======== DATA RECORDS

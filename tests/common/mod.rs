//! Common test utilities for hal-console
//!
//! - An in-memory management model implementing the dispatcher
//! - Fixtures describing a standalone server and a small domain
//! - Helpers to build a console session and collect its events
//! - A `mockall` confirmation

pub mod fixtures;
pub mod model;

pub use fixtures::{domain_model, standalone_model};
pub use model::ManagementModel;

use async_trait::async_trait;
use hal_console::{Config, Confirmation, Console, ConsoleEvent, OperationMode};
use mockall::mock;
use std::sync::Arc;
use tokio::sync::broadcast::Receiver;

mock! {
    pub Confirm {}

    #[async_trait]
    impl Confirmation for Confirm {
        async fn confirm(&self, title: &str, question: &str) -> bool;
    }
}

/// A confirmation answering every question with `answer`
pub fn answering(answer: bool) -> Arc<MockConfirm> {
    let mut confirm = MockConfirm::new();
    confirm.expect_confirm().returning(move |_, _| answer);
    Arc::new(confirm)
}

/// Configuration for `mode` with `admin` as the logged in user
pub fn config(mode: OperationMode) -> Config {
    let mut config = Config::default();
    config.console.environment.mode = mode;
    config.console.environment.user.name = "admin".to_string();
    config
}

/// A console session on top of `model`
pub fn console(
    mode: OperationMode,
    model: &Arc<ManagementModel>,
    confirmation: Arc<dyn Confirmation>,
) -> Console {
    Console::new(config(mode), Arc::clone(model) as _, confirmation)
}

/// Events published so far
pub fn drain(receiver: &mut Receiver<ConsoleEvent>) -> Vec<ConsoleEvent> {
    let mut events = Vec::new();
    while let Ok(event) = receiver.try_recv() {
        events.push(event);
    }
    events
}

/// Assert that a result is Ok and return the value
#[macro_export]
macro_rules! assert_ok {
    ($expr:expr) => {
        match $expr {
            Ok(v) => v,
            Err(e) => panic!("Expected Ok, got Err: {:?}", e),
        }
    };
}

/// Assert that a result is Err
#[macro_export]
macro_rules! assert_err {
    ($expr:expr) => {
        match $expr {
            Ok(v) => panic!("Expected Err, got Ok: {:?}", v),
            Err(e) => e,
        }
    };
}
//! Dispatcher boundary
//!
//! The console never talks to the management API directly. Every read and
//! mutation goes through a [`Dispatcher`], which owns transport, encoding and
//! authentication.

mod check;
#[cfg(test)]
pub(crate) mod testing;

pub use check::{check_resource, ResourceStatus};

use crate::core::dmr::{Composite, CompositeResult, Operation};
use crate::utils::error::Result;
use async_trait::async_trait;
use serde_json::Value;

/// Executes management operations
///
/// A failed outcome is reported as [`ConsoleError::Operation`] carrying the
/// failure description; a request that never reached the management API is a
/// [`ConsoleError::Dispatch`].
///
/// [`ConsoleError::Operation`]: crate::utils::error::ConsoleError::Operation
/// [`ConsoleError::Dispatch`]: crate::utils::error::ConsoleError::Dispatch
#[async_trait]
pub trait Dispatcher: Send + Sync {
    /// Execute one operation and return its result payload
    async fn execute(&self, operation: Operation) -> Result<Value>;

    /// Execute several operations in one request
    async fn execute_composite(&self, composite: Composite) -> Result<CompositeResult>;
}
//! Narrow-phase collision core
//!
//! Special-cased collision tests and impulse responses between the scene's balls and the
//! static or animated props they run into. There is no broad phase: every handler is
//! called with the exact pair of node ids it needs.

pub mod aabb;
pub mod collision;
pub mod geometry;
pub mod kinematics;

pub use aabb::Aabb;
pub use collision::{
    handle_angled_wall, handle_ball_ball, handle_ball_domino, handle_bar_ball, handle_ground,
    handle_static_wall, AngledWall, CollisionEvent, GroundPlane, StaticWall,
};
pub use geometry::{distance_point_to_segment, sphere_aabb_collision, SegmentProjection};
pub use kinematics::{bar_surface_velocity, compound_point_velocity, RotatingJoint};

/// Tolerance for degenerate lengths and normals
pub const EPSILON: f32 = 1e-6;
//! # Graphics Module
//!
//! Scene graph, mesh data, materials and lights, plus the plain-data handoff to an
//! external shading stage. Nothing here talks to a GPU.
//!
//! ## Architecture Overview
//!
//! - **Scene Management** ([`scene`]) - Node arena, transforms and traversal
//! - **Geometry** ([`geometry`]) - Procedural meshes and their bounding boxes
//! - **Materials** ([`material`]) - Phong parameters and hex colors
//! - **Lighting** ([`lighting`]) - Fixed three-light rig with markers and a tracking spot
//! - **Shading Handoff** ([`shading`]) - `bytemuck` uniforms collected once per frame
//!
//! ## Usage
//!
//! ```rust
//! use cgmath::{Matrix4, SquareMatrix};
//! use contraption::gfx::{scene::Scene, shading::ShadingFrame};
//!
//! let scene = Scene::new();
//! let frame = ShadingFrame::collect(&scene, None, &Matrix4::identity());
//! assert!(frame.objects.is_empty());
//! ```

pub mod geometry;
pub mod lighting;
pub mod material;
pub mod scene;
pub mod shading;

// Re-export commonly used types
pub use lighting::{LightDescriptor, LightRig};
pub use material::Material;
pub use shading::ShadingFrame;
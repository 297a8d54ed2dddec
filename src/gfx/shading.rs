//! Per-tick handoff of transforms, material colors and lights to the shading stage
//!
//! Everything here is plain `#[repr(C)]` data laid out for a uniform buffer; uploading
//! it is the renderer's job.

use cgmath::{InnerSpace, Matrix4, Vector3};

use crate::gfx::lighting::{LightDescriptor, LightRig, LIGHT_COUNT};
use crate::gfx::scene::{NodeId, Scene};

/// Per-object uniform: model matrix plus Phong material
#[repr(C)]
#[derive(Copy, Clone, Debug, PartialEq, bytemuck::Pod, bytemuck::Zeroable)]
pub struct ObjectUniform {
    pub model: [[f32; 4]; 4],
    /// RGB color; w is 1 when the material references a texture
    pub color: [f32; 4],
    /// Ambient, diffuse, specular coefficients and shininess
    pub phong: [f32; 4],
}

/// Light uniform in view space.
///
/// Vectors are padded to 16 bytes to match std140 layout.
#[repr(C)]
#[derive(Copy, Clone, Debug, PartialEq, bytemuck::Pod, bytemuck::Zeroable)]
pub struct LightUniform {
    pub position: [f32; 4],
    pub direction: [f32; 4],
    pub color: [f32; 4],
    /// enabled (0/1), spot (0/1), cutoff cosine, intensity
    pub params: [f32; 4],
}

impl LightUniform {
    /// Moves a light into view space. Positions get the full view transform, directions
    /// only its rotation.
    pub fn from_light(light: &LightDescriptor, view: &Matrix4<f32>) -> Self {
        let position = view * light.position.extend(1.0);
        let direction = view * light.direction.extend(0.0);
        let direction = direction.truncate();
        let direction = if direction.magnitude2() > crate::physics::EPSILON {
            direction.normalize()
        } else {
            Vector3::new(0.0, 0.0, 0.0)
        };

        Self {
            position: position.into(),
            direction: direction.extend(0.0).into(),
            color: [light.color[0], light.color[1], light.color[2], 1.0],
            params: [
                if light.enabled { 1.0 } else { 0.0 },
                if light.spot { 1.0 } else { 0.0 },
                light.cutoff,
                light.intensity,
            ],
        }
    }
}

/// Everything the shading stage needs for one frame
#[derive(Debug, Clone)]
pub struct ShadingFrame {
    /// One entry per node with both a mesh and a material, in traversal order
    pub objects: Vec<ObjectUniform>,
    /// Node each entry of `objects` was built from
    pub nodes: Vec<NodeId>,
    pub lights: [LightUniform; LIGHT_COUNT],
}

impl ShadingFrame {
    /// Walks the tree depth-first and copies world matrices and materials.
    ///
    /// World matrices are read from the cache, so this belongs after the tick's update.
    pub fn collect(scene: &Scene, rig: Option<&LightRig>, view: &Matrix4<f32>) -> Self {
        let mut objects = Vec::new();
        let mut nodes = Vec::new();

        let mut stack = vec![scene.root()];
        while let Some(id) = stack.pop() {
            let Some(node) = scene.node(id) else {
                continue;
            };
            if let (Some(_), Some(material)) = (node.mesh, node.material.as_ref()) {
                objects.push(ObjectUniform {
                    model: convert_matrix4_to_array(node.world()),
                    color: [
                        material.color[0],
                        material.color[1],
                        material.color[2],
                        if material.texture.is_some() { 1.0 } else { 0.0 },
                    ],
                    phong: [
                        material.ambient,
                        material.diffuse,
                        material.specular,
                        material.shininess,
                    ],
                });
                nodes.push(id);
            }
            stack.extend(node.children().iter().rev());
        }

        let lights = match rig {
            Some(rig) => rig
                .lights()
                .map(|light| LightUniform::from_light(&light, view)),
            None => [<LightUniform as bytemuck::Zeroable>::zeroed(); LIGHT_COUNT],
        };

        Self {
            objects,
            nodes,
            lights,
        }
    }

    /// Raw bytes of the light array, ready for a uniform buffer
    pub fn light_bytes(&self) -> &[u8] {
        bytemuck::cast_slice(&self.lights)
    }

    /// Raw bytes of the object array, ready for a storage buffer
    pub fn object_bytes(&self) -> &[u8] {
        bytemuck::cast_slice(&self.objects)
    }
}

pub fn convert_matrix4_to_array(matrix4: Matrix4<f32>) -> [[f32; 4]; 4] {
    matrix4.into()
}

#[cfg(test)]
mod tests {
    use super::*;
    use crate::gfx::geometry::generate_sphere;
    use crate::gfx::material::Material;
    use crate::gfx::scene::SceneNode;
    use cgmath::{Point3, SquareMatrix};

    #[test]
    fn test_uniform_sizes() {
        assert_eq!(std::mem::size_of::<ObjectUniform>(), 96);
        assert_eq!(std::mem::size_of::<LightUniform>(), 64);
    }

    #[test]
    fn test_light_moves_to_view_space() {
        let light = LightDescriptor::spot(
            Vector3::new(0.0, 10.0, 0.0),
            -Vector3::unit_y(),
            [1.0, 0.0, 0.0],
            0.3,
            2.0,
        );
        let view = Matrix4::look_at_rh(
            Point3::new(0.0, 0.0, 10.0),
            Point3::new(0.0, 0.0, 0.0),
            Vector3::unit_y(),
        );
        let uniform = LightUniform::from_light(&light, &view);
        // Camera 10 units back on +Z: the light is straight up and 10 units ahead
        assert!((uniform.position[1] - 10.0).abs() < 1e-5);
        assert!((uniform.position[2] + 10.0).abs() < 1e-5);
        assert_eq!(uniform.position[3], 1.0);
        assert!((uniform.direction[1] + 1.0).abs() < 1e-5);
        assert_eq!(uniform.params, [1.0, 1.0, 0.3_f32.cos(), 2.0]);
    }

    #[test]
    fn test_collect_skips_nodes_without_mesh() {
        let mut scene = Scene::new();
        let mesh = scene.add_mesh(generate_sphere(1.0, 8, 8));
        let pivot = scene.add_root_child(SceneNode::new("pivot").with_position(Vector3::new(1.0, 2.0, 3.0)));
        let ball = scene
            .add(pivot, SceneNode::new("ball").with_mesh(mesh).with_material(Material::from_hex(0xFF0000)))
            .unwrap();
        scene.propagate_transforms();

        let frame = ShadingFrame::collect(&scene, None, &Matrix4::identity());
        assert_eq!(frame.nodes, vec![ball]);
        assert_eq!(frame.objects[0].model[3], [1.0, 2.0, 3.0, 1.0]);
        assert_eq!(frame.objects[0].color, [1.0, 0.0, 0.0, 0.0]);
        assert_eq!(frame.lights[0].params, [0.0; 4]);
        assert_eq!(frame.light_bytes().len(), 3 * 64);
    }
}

================
======== DATA RECORDS

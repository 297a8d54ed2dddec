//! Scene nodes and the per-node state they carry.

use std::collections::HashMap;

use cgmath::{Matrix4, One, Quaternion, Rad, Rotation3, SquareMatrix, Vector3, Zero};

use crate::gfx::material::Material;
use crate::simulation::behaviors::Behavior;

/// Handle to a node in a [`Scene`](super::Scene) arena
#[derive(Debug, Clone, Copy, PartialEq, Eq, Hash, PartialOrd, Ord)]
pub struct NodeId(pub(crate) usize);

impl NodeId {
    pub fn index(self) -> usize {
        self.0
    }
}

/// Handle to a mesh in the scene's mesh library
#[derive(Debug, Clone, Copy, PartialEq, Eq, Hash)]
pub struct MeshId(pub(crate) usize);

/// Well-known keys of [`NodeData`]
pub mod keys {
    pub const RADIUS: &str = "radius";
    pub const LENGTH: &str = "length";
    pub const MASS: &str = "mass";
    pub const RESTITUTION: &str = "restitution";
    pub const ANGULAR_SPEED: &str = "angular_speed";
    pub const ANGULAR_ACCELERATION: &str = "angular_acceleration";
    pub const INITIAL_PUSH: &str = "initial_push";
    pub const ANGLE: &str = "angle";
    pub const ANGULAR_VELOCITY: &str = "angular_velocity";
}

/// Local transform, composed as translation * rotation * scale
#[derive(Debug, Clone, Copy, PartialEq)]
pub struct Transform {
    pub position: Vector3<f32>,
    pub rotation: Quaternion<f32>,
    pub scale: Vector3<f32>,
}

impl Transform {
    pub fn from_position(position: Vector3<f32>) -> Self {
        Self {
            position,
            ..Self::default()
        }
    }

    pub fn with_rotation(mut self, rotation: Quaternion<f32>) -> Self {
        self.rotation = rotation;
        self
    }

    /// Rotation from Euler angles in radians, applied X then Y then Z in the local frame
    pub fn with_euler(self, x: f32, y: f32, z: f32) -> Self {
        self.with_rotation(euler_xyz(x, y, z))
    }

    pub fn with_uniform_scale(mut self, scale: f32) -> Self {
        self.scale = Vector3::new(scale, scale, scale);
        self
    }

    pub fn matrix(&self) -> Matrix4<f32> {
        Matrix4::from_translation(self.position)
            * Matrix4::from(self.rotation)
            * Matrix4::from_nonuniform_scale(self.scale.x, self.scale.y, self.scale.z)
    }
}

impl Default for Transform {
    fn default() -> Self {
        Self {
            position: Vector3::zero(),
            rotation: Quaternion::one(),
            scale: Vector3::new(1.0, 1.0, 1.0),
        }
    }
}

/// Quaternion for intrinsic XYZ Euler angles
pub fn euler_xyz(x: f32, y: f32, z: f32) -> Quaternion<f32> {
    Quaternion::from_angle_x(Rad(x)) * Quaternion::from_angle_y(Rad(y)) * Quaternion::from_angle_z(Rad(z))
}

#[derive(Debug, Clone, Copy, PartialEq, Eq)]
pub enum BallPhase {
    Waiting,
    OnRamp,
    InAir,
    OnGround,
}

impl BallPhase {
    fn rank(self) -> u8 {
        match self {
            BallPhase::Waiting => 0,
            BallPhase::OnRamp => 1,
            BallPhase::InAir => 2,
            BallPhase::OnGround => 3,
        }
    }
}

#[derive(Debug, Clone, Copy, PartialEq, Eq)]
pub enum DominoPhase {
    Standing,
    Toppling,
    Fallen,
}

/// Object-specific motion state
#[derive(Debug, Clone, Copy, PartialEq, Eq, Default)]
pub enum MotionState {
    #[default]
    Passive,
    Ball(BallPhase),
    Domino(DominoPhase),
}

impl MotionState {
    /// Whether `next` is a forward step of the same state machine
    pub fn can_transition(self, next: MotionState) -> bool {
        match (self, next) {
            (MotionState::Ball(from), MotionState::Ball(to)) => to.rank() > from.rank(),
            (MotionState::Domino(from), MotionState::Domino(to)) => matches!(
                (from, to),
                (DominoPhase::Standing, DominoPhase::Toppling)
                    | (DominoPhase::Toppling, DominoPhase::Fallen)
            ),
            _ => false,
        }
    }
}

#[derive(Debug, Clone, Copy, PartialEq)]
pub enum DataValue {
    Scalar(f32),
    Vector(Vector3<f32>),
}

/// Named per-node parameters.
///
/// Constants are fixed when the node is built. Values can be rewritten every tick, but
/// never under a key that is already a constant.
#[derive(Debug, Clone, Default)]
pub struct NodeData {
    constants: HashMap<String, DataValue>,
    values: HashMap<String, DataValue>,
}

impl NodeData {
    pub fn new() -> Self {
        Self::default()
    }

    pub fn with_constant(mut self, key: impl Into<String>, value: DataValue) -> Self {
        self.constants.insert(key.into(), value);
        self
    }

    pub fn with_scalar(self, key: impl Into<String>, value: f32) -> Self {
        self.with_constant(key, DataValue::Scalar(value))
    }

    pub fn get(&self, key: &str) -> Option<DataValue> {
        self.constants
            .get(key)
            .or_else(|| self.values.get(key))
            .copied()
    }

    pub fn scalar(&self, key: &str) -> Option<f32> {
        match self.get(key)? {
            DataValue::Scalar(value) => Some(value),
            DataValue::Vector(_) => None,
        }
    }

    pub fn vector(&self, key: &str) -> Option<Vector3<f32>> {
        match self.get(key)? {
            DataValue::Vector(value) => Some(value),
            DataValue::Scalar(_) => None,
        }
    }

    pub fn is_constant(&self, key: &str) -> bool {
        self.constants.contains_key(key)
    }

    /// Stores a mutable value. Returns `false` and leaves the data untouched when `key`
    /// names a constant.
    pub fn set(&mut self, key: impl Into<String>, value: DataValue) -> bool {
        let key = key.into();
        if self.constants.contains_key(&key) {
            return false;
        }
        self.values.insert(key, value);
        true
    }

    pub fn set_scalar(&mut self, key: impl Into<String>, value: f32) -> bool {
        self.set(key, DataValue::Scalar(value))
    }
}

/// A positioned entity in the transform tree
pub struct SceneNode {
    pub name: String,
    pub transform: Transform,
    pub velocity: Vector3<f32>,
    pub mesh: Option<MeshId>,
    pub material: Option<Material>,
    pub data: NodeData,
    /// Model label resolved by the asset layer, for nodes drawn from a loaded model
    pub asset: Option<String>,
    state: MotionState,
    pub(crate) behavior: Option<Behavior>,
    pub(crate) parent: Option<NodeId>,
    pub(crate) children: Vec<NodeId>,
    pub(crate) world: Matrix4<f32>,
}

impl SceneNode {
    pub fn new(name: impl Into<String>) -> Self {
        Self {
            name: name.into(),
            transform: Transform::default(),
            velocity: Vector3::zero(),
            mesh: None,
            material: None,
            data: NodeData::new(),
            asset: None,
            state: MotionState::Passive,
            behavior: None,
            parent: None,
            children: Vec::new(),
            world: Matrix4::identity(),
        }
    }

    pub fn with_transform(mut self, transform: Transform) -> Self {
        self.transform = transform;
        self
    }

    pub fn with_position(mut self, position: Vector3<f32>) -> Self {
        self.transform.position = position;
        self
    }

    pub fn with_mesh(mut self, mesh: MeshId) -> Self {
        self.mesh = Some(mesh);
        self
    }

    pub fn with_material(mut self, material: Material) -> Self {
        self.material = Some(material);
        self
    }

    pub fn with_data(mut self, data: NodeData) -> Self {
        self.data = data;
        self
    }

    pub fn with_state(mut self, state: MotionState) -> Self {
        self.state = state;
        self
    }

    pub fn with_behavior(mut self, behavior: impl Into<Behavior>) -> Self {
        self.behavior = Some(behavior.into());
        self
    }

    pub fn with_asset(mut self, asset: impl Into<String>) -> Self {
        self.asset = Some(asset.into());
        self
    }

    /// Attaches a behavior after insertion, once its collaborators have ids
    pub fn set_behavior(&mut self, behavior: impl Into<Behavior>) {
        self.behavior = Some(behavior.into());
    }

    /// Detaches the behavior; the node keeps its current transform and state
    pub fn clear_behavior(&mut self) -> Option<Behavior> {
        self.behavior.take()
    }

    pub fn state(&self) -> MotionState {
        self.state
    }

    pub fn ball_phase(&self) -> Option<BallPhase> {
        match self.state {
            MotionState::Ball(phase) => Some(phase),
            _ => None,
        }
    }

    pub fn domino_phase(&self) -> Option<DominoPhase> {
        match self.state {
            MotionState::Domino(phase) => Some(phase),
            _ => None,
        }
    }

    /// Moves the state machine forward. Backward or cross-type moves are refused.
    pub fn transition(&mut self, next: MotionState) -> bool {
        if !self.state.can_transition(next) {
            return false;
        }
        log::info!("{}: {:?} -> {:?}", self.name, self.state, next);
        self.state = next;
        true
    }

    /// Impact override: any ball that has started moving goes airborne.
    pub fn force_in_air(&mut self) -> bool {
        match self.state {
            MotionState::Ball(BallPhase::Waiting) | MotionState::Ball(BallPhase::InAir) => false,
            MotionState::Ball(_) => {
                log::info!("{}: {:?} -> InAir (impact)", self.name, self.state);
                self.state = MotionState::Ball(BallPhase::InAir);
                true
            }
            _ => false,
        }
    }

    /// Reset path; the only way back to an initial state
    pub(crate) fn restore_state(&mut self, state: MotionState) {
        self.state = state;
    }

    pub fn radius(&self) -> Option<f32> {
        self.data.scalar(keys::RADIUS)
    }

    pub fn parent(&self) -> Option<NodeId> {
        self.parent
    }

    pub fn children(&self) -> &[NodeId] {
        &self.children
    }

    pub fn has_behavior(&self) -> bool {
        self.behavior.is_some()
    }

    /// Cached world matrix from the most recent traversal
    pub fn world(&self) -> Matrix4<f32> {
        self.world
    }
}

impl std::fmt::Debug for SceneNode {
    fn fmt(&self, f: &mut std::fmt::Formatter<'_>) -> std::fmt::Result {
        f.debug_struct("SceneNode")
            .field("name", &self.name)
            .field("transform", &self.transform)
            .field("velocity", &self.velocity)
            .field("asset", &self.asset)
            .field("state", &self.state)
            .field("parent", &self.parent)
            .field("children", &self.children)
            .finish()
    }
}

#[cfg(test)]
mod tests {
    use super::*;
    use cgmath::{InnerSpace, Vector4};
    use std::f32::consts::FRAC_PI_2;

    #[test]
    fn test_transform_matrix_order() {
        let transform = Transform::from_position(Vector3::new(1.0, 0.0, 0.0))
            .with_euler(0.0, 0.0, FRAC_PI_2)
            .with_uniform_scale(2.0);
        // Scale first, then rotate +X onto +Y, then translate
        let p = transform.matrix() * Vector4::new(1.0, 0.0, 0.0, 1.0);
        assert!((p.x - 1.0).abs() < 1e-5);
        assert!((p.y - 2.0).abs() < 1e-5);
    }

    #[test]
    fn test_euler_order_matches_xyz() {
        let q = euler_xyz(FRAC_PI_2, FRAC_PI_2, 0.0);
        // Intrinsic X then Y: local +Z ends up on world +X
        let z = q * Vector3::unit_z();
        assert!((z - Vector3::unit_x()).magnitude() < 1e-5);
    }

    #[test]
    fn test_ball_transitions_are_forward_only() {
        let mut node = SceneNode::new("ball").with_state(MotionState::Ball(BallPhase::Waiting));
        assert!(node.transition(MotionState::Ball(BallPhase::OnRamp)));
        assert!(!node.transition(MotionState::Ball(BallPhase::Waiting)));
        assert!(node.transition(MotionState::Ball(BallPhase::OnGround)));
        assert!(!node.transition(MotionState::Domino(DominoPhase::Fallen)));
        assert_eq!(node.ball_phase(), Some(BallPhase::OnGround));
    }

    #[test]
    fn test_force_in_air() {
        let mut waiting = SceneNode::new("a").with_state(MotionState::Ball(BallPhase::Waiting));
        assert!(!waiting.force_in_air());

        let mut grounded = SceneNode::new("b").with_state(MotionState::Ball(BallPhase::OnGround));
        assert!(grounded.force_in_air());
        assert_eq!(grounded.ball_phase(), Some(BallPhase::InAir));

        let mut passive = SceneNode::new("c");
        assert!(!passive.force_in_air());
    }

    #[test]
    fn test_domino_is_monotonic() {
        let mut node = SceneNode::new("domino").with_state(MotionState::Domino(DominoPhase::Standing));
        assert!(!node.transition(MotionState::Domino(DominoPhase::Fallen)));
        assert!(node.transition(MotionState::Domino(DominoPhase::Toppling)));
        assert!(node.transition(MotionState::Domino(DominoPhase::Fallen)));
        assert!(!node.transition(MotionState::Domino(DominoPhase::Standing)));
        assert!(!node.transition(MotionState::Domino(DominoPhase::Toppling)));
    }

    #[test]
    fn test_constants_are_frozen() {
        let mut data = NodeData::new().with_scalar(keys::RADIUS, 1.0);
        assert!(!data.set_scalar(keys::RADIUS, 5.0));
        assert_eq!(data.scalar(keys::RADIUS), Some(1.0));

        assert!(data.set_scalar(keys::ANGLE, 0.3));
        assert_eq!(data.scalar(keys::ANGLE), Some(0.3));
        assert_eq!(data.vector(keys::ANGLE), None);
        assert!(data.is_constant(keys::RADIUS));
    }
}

================

» TASK ITEM
Within the listing, how many lines include the string "parameters"? Supply the number and no further words.

» RESULT OF THIS EXERCISE
2